The public titled themselves as “Water Warriors”, “Federation of the Factory”, and “Coalition for Water and Life”. The public pushed back against Betchel’s actions by erecting rural blockades, blocking transit, and staging demonstrations. The community organizers called themselves “spokespersons” on behalf of the public they fought for rather than “leaders” as the media labeled them.
Despite tear gas, power cut off, and government threats, the Bolivian protesters marched the streets chanting slogans such as: “The water is ours, damn it!” The violent climax that ultimately ended Betchel’s involvement in Bolivia was when the police killed a young protester.

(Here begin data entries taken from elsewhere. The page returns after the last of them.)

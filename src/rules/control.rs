//! Nette UI controls to Symfony controllers.
//!
//! ```php
//! class PollControl extends Control                 class PollController extends AbstractController
//! {                                                 {
//!     public function render()                          public function poll()
//!     {                                         =>      {
//!         $this->template->question = $q;                  return $this->render('poll.latte', ['question' => $q]);
//!         $this->template->render('poll.latte');        }
//!     }                                             }
//! }
//! ```
//!
//! Only top-level statements of `render()` are collected. A control whose
//! template file cannot be found is left alone.

use tracing::debug;

use crate::error::Result;
use crate::ir::node::{NodeId, NodeKind, Syntax, Tree, normalize_class_name};
use crate::ir::rule::{RewriteRule, RuleContext, RuleOutcome};

const CONTROL: &str = "Nette\\Application\\UI\\Control";
const PRESENTER: &str = "Nette\\Application\\IPresenter";
const ABSTRACT_CONTROLLER: &str = "Symfony\\Bundle\\FrameworkBundle\\Controller\\AbstractController";

/// What `render()` hands to its template.
#[derive(Debug, Default)]
struct TemplateRender {
    file: Option<NodeId>,
    variables: Vec<(String, NodeId)>,
    statements: Vec<NodeId>,
}

pub struct NetteControlToSymfonyController;

impl NetteControlToSymfonyController {
    pub const ID: &'static str = "nette_control_to_symfony_controller";

    /// Direct controls, or subclasses known to the oracle that are not presenters.
    fn is_control(ctx: &RuleContext<'_>, parent: &str) -> bool {
        let parent = normalize_class_name(parent);
        parent == CONTROL
            || (ctx.oracle().is_subtype(parent, CONTROL) && !ctx.oracle().is_subtype(parent, PRESENTER))
    }

    /// `PollControl` -> (`PollController`, `poll`).
    pub fn controller_names(control: &str) -> (String, String) {
        let stem = control.strip_suffix("Control").unwrap_or(control);
        let mut chars = stem.chars();
        let action = match chars.next() {
            Some(first) => first.to_lowercase().chain(chars).collect(),
            None => "index".to_string(),
        };
        (format!("{}Controller", stem), action)
    }

    /// `$this->template`
    fn is_template(tree: &Tree, node: NodeId) -> bool {
        matches!(tree.syntax(node), Syntax::PropertyFetch { name } if name == "template")
            && tree
                .child(node, 0)
                .is_some_and(|this| tree.name(this) == Some("this") && tree.kind(this) == NodeKind::Variable)
    }

    fn collect(tree: &Tree, render: NodeId) -> TemplateRender {
        let mut found = TemplateRender::default();
        for &statement in tree.children(render) {
            if tree.kind(statement) != NodeKind::Expression {
                continue;
            }
            let Some(expr) = tree.child(statement, 0) else {
                continue;
            };
            match tree.syntax(expr) {
                // $this->template->name = value;
                Syntax::Assign => {
                    let (Some(target), Some(value)) = (tree.child(expr, 0), tree.child(expr, 1)) else {
                        continue;
                    };
                    if let Syntax::PropertyFetch { name } = tree.syntax(target) {
                        if tree.child(target, 0).is_some_and(|t| Self::is_template(tree, t)) {
                            found.variables.push((name.clone(), value));
                            found.statements.push(statement);
                        }
                    }
                }
                // $this->template->render(file) / setFile(file)
                Syntax::MethodCall { name } if name == "render" || name == "setFile" => {
                    if tree.child(expr, 0).is_some_and(|t| Self::is_template(tree, t)) {
                        if let Some(file) = tree.child(expr, 1) {
                            found.file = Some(file);
                        }
                        found.statements.push(statement);
                    }
                }
                _ => {}
            }
        }
        found
    }

    /// `return $this->render(file, ['name' => value, ...]);`
    fn build_return(tree: &mut Tree, render: &TemplateRender, file: NodeId) -> Result<NodeId> {
        let this = tree.add(Syntax::variable("this"));
        let mut args = vec![this, file];
        if !render.variables.is_empty() {
            let mut items = Vec::with_capacity(render.variables.len());
            for (name, value) in &render.variables {
                let key = tree.add(Syntax::string(name.clone()));
                items.push(tree.add_with_children(Syntax::ArrayItem { keyed: true }, vec![key, *value])?);
            }
            args.push(tree.add_with_children(Syntax::Array, items)?);
        }
        let call = tree.add_with_children(Syntax::method_call("render"), args)?;
        tree.add_with_children(Syntax::Return, vec![call])
    }
}

impl RewriteRule for NetteControlToSymfonyController {
    fn id(&self) -> &'static str {
        Self::ID
    }

    fn description(&self) -> &'static str {
        "Turn Nette UI controls into Symfony controllers"
    }

    fn accepted_kinds(&self) -> &'static [NodeKind] {
        &[NodeKind::Class]
    }

    fn apply(&self, node: NodeId, ctx: &mut RuleContext<'_>) -> Result<RuleOutcome> {
        let tree = ctx.tree();
        let Syntax::Class {
            name,
            extends: Some(parent),
            implements,
        } = tree.syntax(node)
        else {
            return Ok(RuleOutcome::Unchanged);
        };
        if !Self::is_control(ctx, parent) {
            return Ok(RuleOutcome::Unchanged);
        }
        let Some(render) = tree
            .children(node)
            .iter()
            .copied()
            .find(|m| tree.kind(*m) == NodeKind::ClassMethod && tree.name(*m) == Some("render"))
        else {
            return Ok(RuleOutcome::Unchanged);
        };
        let collected = Self::collect(tree, render);
        let Some(file) = collected.file else {
            return Ok(RuleOutcome::Unchanged);
        };
        let (controller, action) = Self::controller_names(name);
        let implements = implements.clone();

        let tree = ctx.tree_mut();
        for &(_, value) in &collected.variables {
            if let Some(parent) = tree.parent(value) {
                tree.detach(parent, value)?;
            }
        }
        if let Some(parent) = tree.parent(file) {
            tree.detach(parent, file)?;
        }
        for &statement in &collected.statements {
            tree.remove_child(render, statement)?;
        }
        let ret = Self::build_return(tree, &collected, file)?;
        tree.push_child(render, ret)?;

        *tree.syntax_mut(render) = Syntax::ClassMethod { name: action.clone() };
        *tree.syntax_mut(node) = Syntax::Class {
            name: controller.clone(),
            extends: Some(ABSTRACT_CONTROLLER.to_string()),
            implements,
        };
        debug!("Converted control {} into {}::{}()", node, controller, action);
        Ok(RuleOutcome::Mutated)
    }
}
use std::fs;
use std::io;
use std::path::{Path, PathBuf};

use time::UtcOffset;
use time::macros::format_description;
use tracing_appender::non_blocking::WorkerGuard;
use tracing_subscriber::{self, fmt, prelude::*};

const LOG_RETENTION_DAYS: u64 = 7;

/// Get the log directory path in the user-specific OS cache directory
/// - Linux: ~/.cache/nette-symfony-rewriter/
/// - macOS: ~/Library/Caches/nette-symfony-rewriter/
/// - Windows: %LOCALAPPDATA%\nette-symfony-rewriter\
fn get_log_dir() -> io::Result<PathBuf> {
    let mut log_dir = dirs::cache_dir().ok_or_else(|| {
        io::Error::new(io::ErrorKind::NotFound, "Unable to determine user cache directory")
    })?;
    log_dir.push("nette-symfony-rewriter");

    if !log_dir.exists() {
        fs::create_dir_all(&log_dir)?;
    }

    Ok(log_dir)
}

/// Clean up run logs older than LOG_RETENTION_DAYS
fn cleanup_old_logs(log_dir: &Path) -> io::Result<()> {
    let now = std::time::SystemTime::now();
    let retention = std::time::Duration::from_secs(LOG_RETENTION_DAYS * 24 * 60 * 60);

    for entry in fs::read_dir(log_dir)?.flatten() {
        let Ok(metadata) = entry.metadata() else { continue };
        if !metadata.is_file() {
            continue;
        }
        let is_run_log = entry
            .file_name()
            .to_str()
            .is_some_and(|name| name.starts_with("run-") && name.ends_with(".log"));
        let expired = metadata
            .modified()
            .ok()
            .and_then(|modified| now.duration_since(modified).ok())
            .is_some_and(|age| age > retention);
        if is_run_log && expired {
            if let Err(e) = fs::remove_file(entry.path()) {
                eprintln!("Failed to remove old log file {:?}: {}", entry.path(), e);
            }
        }
    }

    Ok(())
}

fn ignore_already_set(result: Result<(), tracing_subscriber::util::TryInitError>) -> io::Result<()> {
    match result {
        Ok(()) => Ok(()),
        // Tests and repeated CLI invocations in-process install the subscriber more than once.
        Err(e) if e.to_string().contains("already been set") || e.to_string().contains("SetLoggerError") => Ok(()),
        Err(e) => Err(io::Error::other(e)),
    }
}

/// Initialize logger with stderr and optional file output.
/// Returns a WorkerGuard that must be kept alive for the duration of the program.
///
/// # Arguments
/// * `no_color` - Disable ANSI colors in stderr output
/// * `log_level` - Override log level (otherwise uses RUST_LOG or defaults to "info")
/// * `enable_file_logging` - Also write a DEBUG-level run log to the user cache directory
pub fn init_logger(no_color: bool, log_level: Option<&str>, enable_file_logging: bool) -> io::Result<WorkerGuard> {
    let timer = fmt::time::OffsetTime::new(
        UtcOffset::UTC,
        format_description!("[[[year]-[month]-[day]T[hour]:[minute]:[second].[subsecond digits:3]Z]"),
    );

    let stderr_filter = match log_level {
        Some(level) => tracing_subscriber::EnvFilter::new(level),
        None => tracing_subscriber::EnvFilter::try_from_default_env()
            .unwrap_or_else(|_| tracing_subscriber::EnvFilter::new("info")),
    };

    let stderr_layer = fmt::layer()
        .with_writer(std::io::stderr)
        .with_timer(timer.clone())
        .with_ansi(!no_color)
        .with_filter(stderr_filter);

    if !enable_file_logging {
        let (_, guard) = tracing_appender::non_blocking(std::io::sink());
        ignore_already_set(tracing_subscriber::registry().with(stderr_layer).try_init())?;
        return Ok(guard);
    }

    let log_dir = get_log_dir()?;
    cleanup_old_logs(&log_dir)?;

    let timestamp = time::OffsetDateTime::now_utc()
        .format(format_description!("[year][month][day]-[hour][minute][second]"))
        .map_err(io::Error::other)?;
    let log_path = log_dir.join(format!("run-{}-{}.log", timestamp, std::process::id()));

    let file = fs::OpenOptions::new().create(true).append(true).open(&log_path)?;
    let (non_blocking, guard) = tracing_appender::non_blocking(file);
    let file_layer = fmt::layer()
        .with_writer(non_blocking)
        .with_timer(timer)
        .with_ansi(false)
        .with_filter(tracing_subscriber::EnvFilter::new("debug"));

    ignore_already_set(
        tracing_subscriber::registry()
            .with(stderr_layer)
            .with(file_layer)
            .try_init(),
    )?;
    eprintln!("Logging to file: {:?}", log_path);
    Ok(guard)
}
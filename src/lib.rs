pub mod batch;
pub mod config;
pub mod error;
pub mod ir;
pub mod logging;
pub mod rules;

pub use error::{Result, RewriteError};
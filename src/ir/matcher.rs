//! Composable node predicates.
//!
//! Predicates are pure: they read the tree, its attributes and the type
//! oracle, never mutate anything, and are cheap to clone and share between
//! rules and threads.

use std::fmt;
use std::sync::Arc;

use super::attributes::{AttributeKey, AttributeValue};
use super::node::{NodeId, NodeKind, Syntax, Tree, normalize_class_name};
use super::types::TypeOracle;

/// What a predicate may look at.
#[derive(Clone, Copy)]
pub struct MatchContext<'a> {
    pub tree: &'a Tree,
    pub oracle: &'a dyn TypeOracle,
}

impl<'a> MatchContext<'a> {
    pub fn new(tree: &'a Tree, oracle: &'a dyn TypeOracle) -> Self {
        Self { tree, oracle }
    }
}

type PredicateFn = dyn Fn(&MatchContext<'_>, NodeId) -> bool + Send + Sync;

/// A boolean test over a node.
#[derive(Clone)]
pub struct Predicate(Arc<PredicateFn>);

impl fmt::Debug for Predicate {
    fn fmt(&self, f: &mut fmt::Formatter<'_>) -> fmt::Result {
        f.write_str("Predicate")
    }
}

impl Predicate {
    pub fn new<F>(test: F) -> Self
    where
        F: Fn(&MatchContext<'_>, NodeId) -> bool + Send + Sync + 'static,
    {
        Predicate(Arc::new(test))
    }

    pub fn matches(&self, ctx: &MatchContext<'_>, node: NodeId) -> bool {
        (self.0)(ctx, node)
    }

    /// Short-circuit conjunction.
    pub fn and(self, other: Predicate) -> Predicate {
        Predicate::new(move |ctx, node| self.matches(ctx, node) && other.matches(ctx, node))
    }

    /// Short-circuit disjunction.
    pub fn or(self, other: Predicate) -> Predicate {
        Predicate::new(move |ctx, node| self.matches(ctx, node) || other.matches(ctx, node))
    }

    #[allow(clippy::should_implement_trait)]
    pub fn not(self) -> Predicate {
        Predicate::new(move |ctx, node| !self.matches(ctx, node))
    }
}

pub fn any() -> Predicate {
    Predicate::new(|_, _| true)
}

pub fn kind(kind: NodeKind) -> Predicate {
    Predicate::new(move |ctx, node| ctx.tree.kind(node) == kind)
}

/// The node carries the given identifier (method, variable, class, ...).
pub fn named(name: &str) -> Predicate {
    let name = name.to_string();
    Predicate::new(move |ctx, node| ctx.tree.name(node) == Some(name.as_str()))
}

/// A method call whose name is one of `names`.
pub fn call_named(names: &[&str]) -> Predicate {
    let names: Vec<String> = names.iter().map(|n| n.to_string()).collect();
    Predicate::new(move |ctx, node| match ctx.tree.syntax(node) {
        Syntax::MethodCall { name } => names.iter().any(|n| n == name),
        _ => false,
    })
}

/// A static call on `class`.
pub fn static_call_on(class: &str) -> Predicate {
    let class = normalize_class_name(class).to_string();
    Predicate::new(move |ctx, node| match ctx.tree.syntax(node) {
        Syntax::StaticCall { class: target, .. } => normalize_class_name(target) == class,
        _ => false,
    })
}

/// An instantiation of exactly `class`.
pub fn new_of(class: &str) -> Predicate {
    let class = normalize_class_name(class).to_string();
    Predicate::new(move |ctx, node| match ctx.tree.syntax(node) {
        Syntax::New { class: target } => normalize_class_name(target) == class,
        _ => false,
    })
}

/// The node's resolved type is `class` or a subtype. Unknown never matches.
pub fn instance_of(class: &str) -> Predicate {
    let class = class.to_string();
    Predicate::new(move |ctx, node| ctx.oracle.is_instance_of(ctx.tree, node, &class))
}

/// A method call whose receiver is an instance of `class`.
pub fn receiver_instance_of(class: &str) -> Predicate {
    let class = class.to_string();
    Predicate::new(move |ctx, node| {
        ctx.tree.kind(node) == NodeKind::MethodCall
            && ctx
                .tree
                .child(node, 0)
                .is_some_and(|receiver| ctx.oracle.is_instance_of(ctx.tree, receiver, &class))
    })
}

/// The call's `index`-th argument exists and satisfies `inner`.
pub fn arg(index: usize, inner: Predicate) -> Predicate {
    Predicate::new(move |ctx, node| {
        call_args(ctx.tree, node)
            .get(index)
            .is_some_and(|a| inner.matches(ctx, *a))
    })
}

/// The node sits inside a class that is an instance of `class`.
pub fn enclosing_class_instance_of(class: &str) -> Predicate {
    let class = class.to_string();
    Predicate::new(move |ctx, node| {
        enclosing_class(ctx.tree, node)
            .is_some_and(|c| ctx.oracle.is_instance_of(ctx.tree, c, &class))
    })
}

pub fn has_attribute(key: AttributeKey) -> Predicate {
    Predicate::new(move |ctx, node| ctx.tree.has_attr(node, key))
}

/// Argument nodes of a call-like node; empty for anything else.
pub fn call_args(tree: &Tree, node: NodeId) -> &[NodeId] {
    let children = tree.children(node);
    match tree.kind(node) {
        NodeKind::MethodCall => children.get(1..).unwrap_or(&[]),
        NodeKind::StaticCall | NodeKind::FuncCall | NodeKind::New => children,
        _ => &[],
    }
}

/// Enclosing class declaration, from the decorator's attribute when it is
/// still valid, else by walking the ancestors.
pub fn enclosing_class(tree: &Tree, node: NodeId) -> Option<NodeId> {
    tree.attr(node, AttributeKey::EnclosingClass)
        .and_then(AttributeValue::as_node)
        .filter(|c| tree.is_live(*c) && tree.is_ancestor_or_self(*c, node) && *c != node)
        .or_else(|| tree.enclosing(node, NodeKind::Class))
}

As the public’s narrative gained traction and recognition on a global stage, other countries, such as India, sympathized with the national’s efforts and even publically supported the Bolivian’s efforts to resist Betchel’s actions.
Communication Strategy
Network
The public was an informal, emergent network. It was not officially arranged with contracts, money exchange or assigned responsibility. Rather, this type of network was connected by identity. (Arsenault 2011) It was also a counter-power network because the actors had the power capacity to not only challenge but also change the power structures and relations in society. (Castells 2007) Olivera recounts, “People from all walks of life participated. They said we had all united. There were the rich from the northern part of the city, with their clothes, their water, and their food, but this time something was different. This time they marched behind the slogans of the poor, instead of the other way around – the way it usually happens- with the poor marching behind the slogans of the rich.” (Olivera 2004, 47)
Lastly, the public was a collective, horizontal network. Similar to Jürgen Habermas’ theory of communicative action through horizontal networks, the Coalition formed a social space that heralded equality, namely of those, “affected by the social problematic of water, who have equal rights in practice of expression, intervention, and action.” (Ibid, 72) The network was flexible as individuals, workers, and even children intervened and participated in protests to express themselves. This participation legitimized the network and continually broadened the social base. (Ibid, 74)
Participatory Development Communication
In the beginning of the Water Wars conflict, the network did not realize their social power and economic importance. (Olivera 2004, 106) But the participants soon realized their voice. The Coordinadora responded to a political vacuum by, “uniting peasants, environmental groups, teachers, and blue- and white- collar workers in the manufacturing sector….The Coordinadora spoke in the name of people who felt ignored, excluded, and neglected…..and could find no space within which to voice their ideas (ibid, 28-29)
The public’s communication strategy parallels a participatory development communication grassroots model. Theorist Silvio Waisbord describes participatory development is to, “inform, motivate, and train rural populations mainly at the grassroots.” (Waisbord, nd, 18) Olivera attributes the persistence and breadth of the collective as well as the individual to making “an extensive network of mobilization and joint action, first at the regional, then at the provincial (county), and finally at the state level.” (ibid, 72)
Everyone in the Coalition participated in decision-making and implementation of protests. Through this model, the public became empowered and solidified their trust and unity.